What the first visit involves

Before enrollment, Peaceable Paws requires a phone consultation and an in-person or video evaluation with the trainer. The owner describes the specific behavior triggers and incidents, and the trainer observes the dog's responses to assess whether board-and-train is suitable and which trainer on the team is the right fit. Owners are also asked about the dog's medical history, previous training, and any medications.

If accepted, the owner signs a contract outlining the program length, cost, and expectations. On drop-off day, the owner brings vaccination records, food the dog is accustomed to, and any needed medications. The trainer reviews the dog's routine and behavior baseline with the owner, then begins the program. Communication during the stay typically happens via email or photos; the trainer does not provide daily video updates, so owners should be prepared for limited visibility into the training process itself.

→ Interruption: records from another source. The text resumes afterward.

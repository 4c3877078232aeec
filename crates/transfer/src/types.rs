use std::fmt;
use std::path::{Path, PathBuf};

use crate::TransferError;
use crate::validation::validate_identity_component;

/// A slice of the source file ready to be framed as `DATA <n>`.
#[derive(Debug, Clone)]
pub struct Chunk {
    /// Byte offset within the source file.
    pub offset: u64,
    /// Raw chunk data (never empty).
    pub data: Vec<u8>,
}

impl Chunk {
    pub fn len(&self) -> usize {
        self.data.len()
    }

    pub fn is_empty(&self) -> bool {
        self.data.is_empty()
    }

    /// Offset just past the last byte of this chunk.
    pub fn end(&self) -> u64 {
        self.offset + self.data.len() as u64
    }
}

/// Identifies a logical transfer across reconnects.
///
/// Maps to `<root>/<client_id>/<file_name>` on the server.
#[derive(Debug, Clone, PartialEq, Eq, Hash)]
pub struct TransferIdentity {
    client_id: String,
    file_name: String,
}

impl TransferIdentity {
    /// Builds an identity after checking both components are safe path segments.
    pub fn new(
        client_id: impl Into<String>,
        file_name: impl Into<String>,
    ) -> Result<Self, TransferError> {
        let client_id = client_id.into();
        let file_name = file_name.into();
        validate_identity_component(&client_id)?;
        validate_identity_component(&file_name)?;
        Ok(Self {
            client_id,
            file_name,
        })
    }

    pub fn client_id(&self) -> &str {
        &self.client_id
    }

    pub fn file_name(&self) -> &str {
        &self.file_name
    }

    /// Directory holding every upload of this client.
    pub fn client_dir(&self, root: &Path) -> PathBuf {
        root.join(&self.client_id)
    }

    /// Destination path of this transfer under `root`.
    pub fn destination(&self, root: &Path) -> PathBuf {
        self.client_dir(root).join(&self.file_name)
    }
}

impl fmt::Display for TransferIdentity {
    fn fmt(&self, f: &mut fmt::Formatter<'_>) -> fmt::Result {
        write!(f, "{}/{}", self.client_id, self.file_name)
    }
}
//! Client side of the Ferry resumable upload protocol.
//!
//! [`UploadDriver`] moves one file to a server over as many connections as
//! it takes. Every reconnect resumes at the offset the server reports as
//! durably stored; bytes already persisted are never sent again.

mod connector;
mod driver;
mod retry;
mod session;
mod types;

pub use connector::{Connector, TcpConnector};
pub use driver::{UploadConfig, UploadDriver};
pub use retry::RetryPolicy;
pub use session::ClientSession;
pub use types::{UploadEvent, UploadReport, UploadState};

use ferry_transfer::TransferError;

/// Errors that end an upload.
///
/// Transport failures never surface here directly: they are retried
/// according to the [`RetryPolicy`] and only reported once it gives up.
#[derive(Debug, thiserror::Error)]
pub enum UploadError {
    #[error("I/O error: {0}")]
    Io(#[from] std::io::Error),

    #[error("transfer error: {0}")]
    Transfer(#[from] TransferError),

    #[error("chunk size {0} is outside 1..={max}", max = ferry_protocol::DEFAULT_MAX_PAYLOAD)]
    InvalidChunkSize(usize),

    #[error("handshake rejected: {0}")]
    Handshake(String),

    #[error("finish failed: {0}")]
    Finish(String),

    #[error("upload cancelled")]
    Cancelled,

    #[error("gave up after {attempts} consecutive failed attempts: {last_error}")]
    RetriesExhausted { attempts: u32, last_error: String },
}
use std::time::Duration;

/// How the client waits between failed connection attempts.
///
/// The default reproduces a plain fixed schedule: one second between
/// attempts, retrying forever. Setting `backoff_factor > 1.0` grows the
/// delay exponentially up to `max_delay`.
#[derive(Debug, Clone)]
pub struct RetryPolicy {
    /// Delay after the first failure.
    pub initial_delay: Duration,
    /// Maximum delay between attempts (backoff cap).
    pub max_delay: Duration,
    /// Multiplier for each subsequent attempt.
    pub backoff_factor: f64,
    /// Consecutive failures tolerated before giving up (`None` = unbounded).
    ///
    /// The count restarts whenever the server acknowledges new bytes.
    pub max_attempts: Option<u32>,
    /// Spread each delay by ±25%.
    pub jitter: bool,
}

impl Default for RetryPolicy {
    fn default() -> Self {
        Self {
            initial_delay: Duration::from_secs(1),
            max_delay: Duration::from_secs(1),
            backoff_factor: 1.0,
            max_attempts: None,
            jitter: false,
        }
    }
}

impl RetryPolicy {
    /// Fixed delay between attempts.
    pub fn fixed(delay: Duration) -> Self {
        Self {
            initial_delay: delay,
            max_delay: delay,
            ..Self::default()
        }
    }

    /// Exponential backoff from `initial_delay` up to `max_delay`, with jitter.
    pub fn exponential(initial_delay: Duration, max_delay: Duration) -> Self {
        Self {
            initial_delay,
            max_delay,
            backoff_factor: 2.0,
            max_attempts: None,
            jitter: true,
        }
    }

    pub fn with_max_attempts(mut self, max_attempts: Option<u32>) -> Self {
        self.max_attempts = max_attempts;
        self
    }

    /// Calculates the delay before retrying after failure number `attempt`
    /// (1-based).
    pub fn delay_for_attempt(&self, attempt: u32) -> Duration {
        let exp = attempt.saturating_sub(1).min(63) as i32;
        let secs = self.initial_delay.as_secs_f64() * self.backoff_factor.powi(exp);
        let capped = secs.min(self.max_delay.as_secs_f64());
        if !self.jitter {
            return Duration::from_secs_f64(capped);
        }

        let nanos = std::time::SystemTime::now()
            .duration_since(std::time::UNIX_EPOCH)
            .unwrap_or_default()
            .subsec_nanos();
        let jitter = capped * 0.25 * jitter_offset(nanos);
        Duration::from_secs_f64((capped + jitter).max(0.0))
    }

    /// Returns `true` once `failures` consecutive failures exhaust the budget.
    pub fn is_exhausted(&self, failures: u32) -> bool {
        self.max_attempts.is_some_and(|max| failures >= max)
    }
}

/// Maps sub-second nanoseconds onto `[-1.0, 1.0)`.
fn jitter_offset(subsec_nanos: u32) -> f64 {
    subsec_nanos as f64 / 1_000_000_000.0 * 2.0 - 1.0
}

Hours, parking, and logistics

Peaceable Paws operates by appointment only; there are no walk-in times. Program start dates are scheduled in advance, often booked several weeks ahead during peak seasons (spring and summer). Most trainers work Monday through Friday, with weekend availability limited. The facility is located in Fells Point; street parking is typical for the neighborhood, though availability is tight during evening hours. If the location presents a logistics problem, some trainers do offer travel to clients' homes for pickup and drop-off for an additional fee. Confirm parking options and travel fees when booking.

Dogs are returned to owners after a completion session, not via overnight shipping. Owners must come to the Fells Point location to pick up their dog and participate in the re-integration walkthrough.

Peaceable Paws fills a critical gap in Baltimore's training landscape: it handles dogs too reactive or aggressive for standard training environments and works at an intensity that weekend classes or hourly sessions cannot match.